The decision was contested by the Hungarian minority. - En masse? Each and every one? For ever? What about the existence of ethnic Hungarian parties after 1920?
While Romania included large national minorities, the 1923 Constitution declared the country to be a nation-state - I have replied above why this is of little or no relevance (the creation of countless other nation-states did not bring any kind of -zation, and the principle itself does not call for a -zation).
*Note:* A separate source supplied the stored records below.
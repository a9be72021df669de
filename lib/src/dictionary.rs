use crate::results::WordScrambleError;
use log::debug;
use std::collections::HashSet;
use std::io::BufRead;
use std::result::Result;
use std::sync::Arc;

/// The language tag used by the standard game.
pub const ENGLISH: &str = "en";

/// Decides whether a string is a recognized word in a given language.
///
/// Any `Fn(&str, &str) -> bool` closure taking `(word, language)` is a `Dictionary`, as are
/// `&WordListDictionary` and `&dyn Dictionary`:
///
/// ```
/// use word_scramble::Dictionary;
///
/// let only_cats = |word: &str, _language: &str| word == "cat";
///
/// assert!(only_cats.is_valid_word("cat", "en"));
/// assert!(!only_cats.is_valid_word("dog", "en"));
/// ```
pub trait Dictionary {
    /// Returns true iff `word` is a valid word in `language`.
    fn is_valid_word(&self, word: &str, language: &str) -> bool;
}

impl<F> Dictionary for F
where
    F: Fn(&str, &str) -> bool,
{
    fn is_valid_word(&self, word: &str, language: &str) -> bool {
        self(word, language)
    }
}

/// A dictionary for a single language, backed by a fixed list of words.
///
/// Words are stored in lower case, and lookups are case-sensitive, so callers should normalize
/// words before checking them.
#[derive(Clone, Debug)]
pub struct WordListDictionary {
    language: Box<str>,
    words: HashSet<Arc<str>>,
}

impl WordListDictionary {
    /// Reads a dictionary with one word per line. Blank lines are skipped.
    pub fn from_reader<R: BufRead>(
        language: &str,
        word_reader: R,
    ) -> Result<Self, WordScrambleError> {
        let mut words = HashSet::new();
        for maybe_line in word_reader.lines() {
            let line = maybe_line?;
            let word = line.trim();
            if !word.is_empty() {
                words.insert(Arc::from(word.to_lowercase().as_str()));
            }
        }
        debug!("Loaded {} dictionary words for '{}'", words.len(), language);
        Ok(WordListDictionary {
            language: Box::from(language),
            words,
        })
    }

    /// Builds a dictionary from the given words.
    pub fn from_iterator<S>(language: &str, words: impl IntoIterator<Item = S>) -> Self
    where
        S: AsRef<str>,
    {
        WordListDictionary {
            language: Box::from(language),
            words: words
                .into_iter()
                .map(|word| word.as_ref().trim().to_lowercase())
                .filter(|word| !word.is_empty())
                .map(|word| Arc::from(word.as_str()))
                .collect(),
        }
    }

    /// The language this dictionary answers for.
    pub fn language(&self) -> &str {
        &self.language
    }

    /// Returns the number of distinct words in the dictionary.
    pub fn len(&self) -> usize {
        self.words.len()
    }

    /// Returns true iff the dictionary has no words.
    pub fn is_empty(&self) -> bool {
        self.words.is_empty()
    }

    /// Returns every word in the dictionary, in no particular order.
    pub fn words(&self) -> Vec<Arc<str>> {
        self.words.iter().map(Arc::clone).collect()
    }
}

impl Dictionary for WordListDictionary {
    fn is_valid_word(&self, word: &str, language: &str) -> bool {
        *self.language == *language && self.words.contains(word)
    }
}

impl Dictionary for &WordListDictionary {
    fn is_valid_word(&self, word: &str, language: &str) -> bool {
        (**self).is_valid_word(word, language)
    }
}

impl Dictionary for &dyn Dictionary {
    fn is_valid_word(&self, word: &str, language: &str) -> bool {
        (**self).is_valid_word(word, language)
    }
}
Also, this would indicate a drive towards centralism (as criticized by many Romanians themselves), not towards ethnocentrism.
The text NEEDS to clarify by period (for example, Ceausescu's policies are included just below those of inter-war Romania, as if the Romanian state was somehow following a textbook throughout its history).
populated by both nations for hundred of years are not designated by clear natural divides - without following nationalist rhetoric, that statement is wishful thinking, as is Austro-Hungary [...] pursued a somehow balanced ethnic policies in Bukovina (I think it is common knowledge that the Austrians had this habit of colonising regions)
In 1918, following the collapse of the Austria-Hungary and Russian empires the control over the entire Bukovina fell under the Kingdom of Romania - yes, through a vote similar to that in Transylvania (but even less questionable)
which was changed from Franz-Josefs Universitat to Universitatea Regele Carol I - And? What is this even supposed to mean? Dahn 00:49, 2 July 2006 (UTC)
"It means exactly the confiscation of cultural property as part of assimilation, like the closing of the Hungarian (Franz Josef) University and the confiscation of the Hungarian National Theatre in Kolozsvár. Árpád 04:13, 18 August 2006 (UTC)
If you have references about the Cluj episode, it belongs in the text to illustrate this aspect. However, the reference to the one in Cernauti is absurd: the university was by no means "Ukrainian", as should be implied by the usage of the name "Franz Josef". No confiscation there, just statism. Dahn 19:24, 19 August 2006 (UTC)

Ukrainian section

Note to Irpen: do not remove all tags, please. You well know that some info in there is questionable and/or irrelevant. It also needs to include some Romanian sources - especially since serious Romanian historians do not reject either the term or its application (see sections above). I promise I will contribute more in the future. Dahn 19:31, 11 October 2006 (UTC)

Dahn, by all means go ahead and add sourced info. However, we can't just have the article sitting for months with tags attached and doing nothing. --Irpen 19:33, 11 October 2006 (UTC)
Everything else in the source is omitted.